The measures "do not represent a meaningful increment in policy support for reviving the real economy," Nomura analysts said in a note. "Without additional more aggressive policy stimulus, these stock-markets-focused policies alone have little sustainable positive impact on stock markets, not to mention any positive impact on the economy."
China's gross domestic product expanded 5.5% in the first half of 2023, against the government's aim of around 5% growth. But a 14.5% decline in exports in July and fresh troubles in the real estate sector, which accounts for nearly a quarter of the nation's GDP, indicates economic weakness ahead.
The CSRC did not specify how it would reduce the pace of IPOs, a move that it said would promote a "dynamic balance between investment and financing."
Stock boost
The stamp duty on selling shares will be reduced to 5 basis points from 10 basis points, according to the Chinese government. The cut could provide something of a boost to China's equity market, Nomura said, noting that historically equity markets have gained in the aftermath of stamp duty cuts.
The cut is "sizable compared to other trading costs," said Frank Zheng, equity research analyst at Credit Suisse, in an Aug. 28 note. The planned prohibition on stock disposal "could effectively alleviate investors' concern on share sales by controlling shareholders, which sometimes hurt the interest of small shareholders," Zheng said.

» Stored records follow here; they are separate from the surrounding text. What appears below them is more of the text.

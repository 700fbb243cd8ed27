/*
    This module reads grammars written in the plain-text notation and
    dispatches grammar files to the right loader
*/

mod lexer;
mod verifier;

use std::fs;
use std::path::Path;

use itertools::Itertools;
use tracing::debug;

use crate::error_handling::*;
use crate::grammar::*;
use lexer::*;
use verifier::verify_rules;

#[derive(Debug, thiserror::Error)]
pub enum CompileErrorType {
    // A line which should contain a rule does not
    #[error("Expected `=` after nonterminal")]
    MissingEquals,
    // A rule has multiple equals signs
    #[error("Unexpected `=` encountered")]
    UnexpectedEquals,
    // The rule line starts with something other than a nonterminal
    #[error("Tried to define something other than a nonterminal")]
    MissingNonterminal,
    #[error("Unmatched quotes")]
    UnmatchedQuote,
    #[error("Could not find definition for `{0}`")]
    UndefinedNonterminal(String),
    // A full rewrite reached the alternative parser unsplit
    #[error("Rewrite was not fully split (this is a problem with grammatica, not the grammar)")]
    UnsplitRewrite,
    // A blank line reached the rule parser
    #[error("Blank line encountered in rule parser (this is a problem with grammatica, not the grammar)")]
    UnexpectedBlankLine,
    #[error("File error: {0}")]
    FileError(std::io::Error),
}

impl ErrorType for CompileErrorType {}

impl PartialEq for CompileErrorType {
    fn eq(&self, other: &Self) -> bool {
        match (self, other) {
            (CompileErrorType::FileError(a), CompileErrorType::FileError(b)) => a.kind() == b.kind(),
            (CompileErrorType::UndefinedNonterminal(a), CompileErrorType::UndefinedNonterminal(b)) => a == b,
            _ => std::mem::discriminant(self) == std::mem::discriminant(other),
        }
    }
}

pub type CompileError = Error<CompileErrorType>;
pub type CompileErrors = Errors<CompileErrorType>;

fn io_error(error: std::io::Error, file: &Path) -> CompileError {
    CompileError::at(Location::file(file), CompileErrorType::FileError(error))
}

pub type Result<T> = std::result::Result<T, CompileErrorType>;
pub type LineResult<T> = std::result::Result<T, CompileError>;
pub type FileResult<T> = std::result::Result<T, CompileErrors>;

#[derive(PartialEq, Debug)]
struct Rule {
    symbol: String,
    rewrite: Rewrite,
    location: Location,
}

fn parse_alternative(tokens: &[Token]) -> Result<Alternative> {
    tokens
        .iter()
        .filter_map(|t| match t {
            Token::Equals => Some(Err(CompileErrorType::UnexpectedEquals)),
            Token::Or => Some(Err(CompileErrorType::UnsplitRewrite)),
            Token::Nonterminal(s) => Some(Ok(Symbol::Nonterminal(s.clone()))),
            Token::Terminal(s) => Some(Ok(Symbol::Terminal(s.clone()))),
            // Epsilon contributes no symbols
            Token::Epsilon => None,
        })
        .collect()
}

fn parse_rewrite(tokens: &[Token]) -> Result<Rewrite> {
    tokens.split(|t| *t == Token::Or).map(parse_alternative).collect()
}

fn parse_line(tokens: &[Token], location: Location) -> Result<Rule> {
    let symbol = match tokens.first() {
        Some(Token::Nonterminal(s)) => Ok(s.clone()),
        Some(_) => Err(CompileErrorType::MissingNonterminal),
        None => Err(CompileErrorType::UnexpectedBlankLine),
    }?;

    if tokens.get(1) != Some(&Token::Equals) {
        return Err(CompileErrorType::MissingEquals);
    }

    let rewrite = parse_rewrite(&tokens[2..])?;

    Ok(Rule { symbol, rewrite, location })
}

fn parse_lex_line(line: &str, location: Location) -> LineResult<Rule> {
    lexer::lex_line(line)
        .and_then(|lexed_line| parse_line(&lexed_line, location.clone()))
        .map_err(|error| CompileError::at(location, error))
}

fn is_rule_line(line: &str) -> bool {
    let line = line.trim();
    !line.is_empty() && !line.starts_with(';')
}

// Rule lines of the text with their 1-based line numbers
fn rule_line_nums(text: &str) -> impl Iterator<Item = (usize, &str)> {
    text.lines()
        .enumerate()
        .filter(|(_, line)| is_rule_line(line))
        .map(|(num, line)| (num + 1, line))
}

fn symbol_text(symbol: Symbol) -> String {
    match symbol {
        Symbol::Terminal(s) | Symbol::Nonterminal(s) => s,
    }
}

fn grammar_from_rules(rules: Vec<Rule>, kind: GrammarKind) -> FileResult<Grammar> {
    verify_rules(&rules)?;

    let start = rules.first().map(|rule| rule.symbol.clone()).unwrap_or_default();
    let nonterminals = rules.iter().map(|rule| rule.symbol.clone()).unique().collect_vec();
    let terminals = rules
        .iter()
        .flat_map(|rule| rule.rewrite.iter().flatten())
        .filter_map(|symbol| match symbol {
            Symbol::Terminal(s) => Some(s.clone()),
            Symbol::Nonterminal(_) => None,
        })
        .unique()
        .collect_vec();
    let productions = rules
        .into_iter()
        .flat_map(|rule| {
            let symbol = rule.symbol;
            rule.rewrite
                .into_iter()
                .map(move |alternative| Production::new(symbol.clone(), alternative.into_iter().map(symbol_text)))
        })
        .collect_vec();

    Ok(Grammar::new(kind, nonterminals, terminals, productions, start))
}

/// Parses notation text. `path` only labels error locations.
pub fn parse_str(text: &str, kind: GrammarKind, path: &Path) -> FileResult<Grammar> {
    let parsed_lines = rule_line_nums(text).map(|(num, line)| parse_lex_line(line, Location::line(path, num)));

    let (rules, errors): (Vec<_>, Vec<_>) = parsed_lines.partition_result();
    if !errors.is_empty() {
        return Err(errors);
    }

    debug!(rules = rules.len(), file = %path.display(), "parsed grammar notation");
    grammar_from_rules(rules, kind)
}

pub fn parse_file(path: &Path, kind: GrammarKind) -> FileResult<Grammar> {
    let text = fs::read_to_string(path).map_err(|e| vec![io_error(e, path)])?;
    parse_str(&text, kind, path)
}

#[derive(Debug, thiserror::Error)]
pub enum LoadError {
    #[error("{0}: {1}")]
    Document(String, DocumentError),
    #[error("{}", .0.iter().join("\n"))]
    Notation(CompileErrors),
}

/// Loads `.json` files as grammar documents and anything else as notation.
///
/// `kind` overrides the kind stored in a document; notation files default to
/// context-free.
pub fn load_grammar(path: &Path, kind: Option<GrammarKind>) -> std::result::Result<Grammar, LoadError> {
    let is_document = path.extension().is_some_and(|ext| ext.eq_ignore_ascii_case("json"));
    if is_document {
        let grammar = Grammar::load(path).map_err(|e| LoadError::Document(path.display().to_string(), e))?;
        Ok(match kind {
            Some(kind) => grammar.with_kind(kind),
            None => grammar,
        })
    } else {
        parse_file(path, kind.unwrap_or_default()).map_err(LoadError::Notation)
    }
}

The measures will help improve market liquidity and lower stock supply, "which are positive for the overall supply demand situation for the China A-share market," said Chris Liu, senior portfolio manager for China A-shares at Invesco.
China was the world's biggest market for new listings in the first half of 2023, with Shanghai Stock Exchange and Shenzhen Stock Exchange together hosting 136 IPOs in the period, raising $29.67 billion, nearly half of the global aggregate. Globally, the IPO markets have been dull so far this year as a looming economic slowdown and high interest rates dampen investor appetite for new shares.
The Shanghai Composite Index, meanwhile, fell to a nine-month low on Aug. 25. The benchmark index jumped as high as 5.1% on Aug. 28 before ending the day up 1.1% at 3,098.64.